A couple of Qs for the masses here. I'm really leaning toward the NewAir AW-280E. That seems to be one of the more popular ones people are using. Is there any reason to consider one of the others (Edgestar, Vinotemp, etc)? I'll be keeping the Coleman for box storage so I'm not overly concerned about running out of space. 

I'll also be fitting it with drawers from Forrest. My wife has already picked out the location in our upstairs office for it. She would like a black out look to it and I was considering going with wenge wood drawer fronts, although a black auto tint film on the glass door would be cheaper and probably look better. Hmmmm, more decisions and input welcome. 

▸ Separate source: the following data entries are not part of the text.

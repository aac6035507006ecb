use super::value::Value;

/// Token types for the expression lexer
#[derive(Debug, Clone, PartialEq)]
pub enum TokenType {
    // Punctuation
    Dot,
    Comma,
    Colon,
    Question,
    // Delimiters
    LParen,
    RParen,
    LBracket,
    RBracket,
    LBrace,
    RBrace,
    // Arithmetic
    Plus,
    Minus,
    Star,
    Slash,
    Percent,
    // Comparison
    Eq,
    Ne,
    Lt,
    Le,
    Gt,
    Ge,
    In,
    // Logical
    And,
    Or,
    Not,
    // Keywords
    True,
    False,
    Null,
    // Literals
    Ident(String),
    Int(i64),
    UInt(u64),
    Double(f64),
    Str(String),
    Bytes(Vec<u8>),
    // Special
    Eof,
}

#[derive(Debug, Clone)]
pub struct Token {
    pub token_type: TokenType,
    pub pos: usize,
}

/// Expression tree produced by the parser.
///
/// `Call::overloads` is empty straight out of the parser and is filled in by
/// the checker with the ids of every overload that could apply.
#[derive(Debug, Clone, PartialEq)]
pub enum Expr {
    Literal {
        value: Value,
    },
    Ident {
        name: String,
    },
    Select {
        operand: Box<Expr>,
        field: String,
        test_only: bool,
    },
    Index {
        operand: Box<Expr>,
        index: Box<Expr>,
    },
    Call {
        target: Option<Box<Expr>>,
        function: String,
        args: Vec<Expr>,
        overloads: Vec<String>,
    },
    List {
        elements: Vec<Expr>,
    },
    Map {
        entries: Vec<(Expr, Expr)>,
    },
    Unary {
        op: UnaryOp,
        operand: Box<Expr>,
    },
    Binary {
        op: BinaryOp,
        left: Box<Expr>,
        right: Box<Expr>,
    },
    Conditional {
        cond: Box<Expr>,
        then_branch: Box<Expr>,
        else_branch: Box<Expr>,
    },
    Comprehension {
        kind: MacroKind,
        range: Box<Expr>,
        var: String,
        predicate: Option<Box<Expr>>,
        transform: Option<Box<Expr>>,
    },
}

#[derive(Debug, Clone, Copy, PartialEq)]
pub enum BinaryOp {
    Add,
    Sub,
    Mul,
    Div,
    Mod,
    Eq,
    Ne,
    Lt,
    Le,
    Gt,
    Ge,
    In,
    And,
    Or,
}

impl BinaryOp {
    pub fn symbol(&self) -> &'static str {
        match self {
            BinaryOp::Add => "+",
            BinaryOp::Sub => "-",
            BinaryOp::Mul => "*",
            BinaryOp::Div => "/",
            BinaryOp::Mod => "%",
            BinaryOp::Eq => "==",
            BinaryOp::Ne => "!=",
            BinaryOp::Lt => "<",
            BinaryOp::Le => "<=",
            BinaryOp::Gt => ">",
            BinaryOp::Ge => ">=",
            BinaryOp::In => "in",
            BinaryOp::And => "&&",
            BinaryOp::Or => "||",
        }
    }
}

#[derive(Debug, Clone, Copy, PartialEq)]
pub enum UnaryOp {
    Neg,
    Not,
}

impl UnaryOp {
    pub fn symbol(&self) -> &'static str {
        match self {
            UnaryOp::Neg => "-",
            UnaryOp::Not => "!",
        }
    }
}

/// Comprehension macros expanded by the parser
#[derive(Debug, Clone, Copy, PartialEq)]
pub enum MacroKind {
    All,
    Exists,
    ExistsOne,
    Map,
    Filter,
}

impl MacroKind {
    pub fn from_name(name: &str) -> Option<Self> {
        match name {
            "all" => Some(MacroKind::All),
            "exists" => Some(MacroKind::Exists),
            "exists_one" => Some(MacroKind::ExistsOne),
            "map" => Some(MacroKind::Map),
            "filter" => Some(MacroKind::Filter),
            _ => None,
        }
    }

    pub fn name(&self) -> &'static str {
        match self {
            MacroKind::All => "all",
            MacroKind::Exists => "exists",
            MacroKind::ExistsOne => "exists_one",
            MacroKind::Map => "map",
            MacroKind::Filter => "filter",
        }
    }
}

/// A parsed expression together with the source text it came from.
#[derive(Debug, Clone)]
pub struct Ast {
    pub source: String,
    pub expr: Expr,
}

Anyway, first things first...buying the wine fridge. Any comments (pro or con) regarding the unit would be appreciated. Thanks!


----------



## BrunoBlack (Jul 9, 2012)

You are indeed lucky to have such an understanding wife. Remember measure at least twice or you will end up putting it in a cellar lol.


----------



## sierrawest (Jun 24, 2012)

Congrats! I have had my NewAir AW-280E up and running now for a few months and couldn't be happier with it. Rock solid RH and temp, (including 2 weeks of 100 degree plus outdoor temps) sticks in perfect condition, and it looks really good. Have fun setting it up, with all the information and pics on the forum you will have no problems.


----------



## RetiredNavyIC (Jun 3, 2011)

I've had a Newair AW-280E for 11 months now. It is a good unit, but there is one issue. If there is a loss of power, when power is restored, the digital controls default to the coldest setting, 55F. So, if your not around to set it back to a higher setting, you'll end up with extra condensation. I believe the Edgestar has a analogue control, so it won't have this issue. Maybe someone with an Edgestar can confirm this.


----------



## socalocmatt (Dec 22, 2010)

I have a suggestion



Tell your wife how awesome she is :thumb:


----------



## mcgreggor57 (Nov 3, 2011)

RetiredNavyIC said:


> It is a good unit, but there is one issue. If there is a loss of power, when power is restored, the digital controls default to the coldest setting, 55F. So, if your not around to set it back to a higher setting, you'll end up with extra condensation. I believe the Edgestar has a analogue control, so it won't have this issue. Maybe someone with an Edgestar can confirm this.


Noted, thanks.


socalocmatt said:


> I have a suggestion
> 
> Tell your wife how awesome she is :thumb:


That's a definite. Of course I'm waiting for the ol "since you're getting a new toy I want a ...." conversation.
Still, I'm getting a new toy! LOL


----------



## Hannibal (Apr 22, 2011)

Gregg,

I'm running a vinotemp compressor model (think refrigerator) and it's been working great for over a year now. One thing I did do differently is get a Electronic Temperature Control (ETC) I got a digital one that has a memory and everything. What this allows you to do is set a on and off temp higher than what the standard cooler controls do. Mine will stay set at a solid 70deg all the time. Also if there is a power outage when the power is restored there is no worry about it dropping to the lowest temp setting the cooler has.


----------



## zephead61 (Apr 18, 2012)

Good for you Gregg! I keep hearing that Vinotemp makes a better cooler, but continue to hear good things about NewAir. But what do I know, I don't don't have either one.......yet! All I know is that I am jealous!


----------



## Packerjh (Nov 29, 2009)

I have an edgestar...works great but the control and light switch is in the top right back...I have to remove a drawer to adjust or use the light...also I've been having some low RH issues...must stabilize!!!


----------



## IBEW (Jan 17, 2009)

Gregg - I have the NewAir AW280-E and love it. This is the only one I've ever owned so I can't compare it to anything, but I haven't had any problems with it. As far as the blacked out look, I also did that and instead of installing the stainless steel handle on it, I filled the 2 holes with small flat plastic black plugs.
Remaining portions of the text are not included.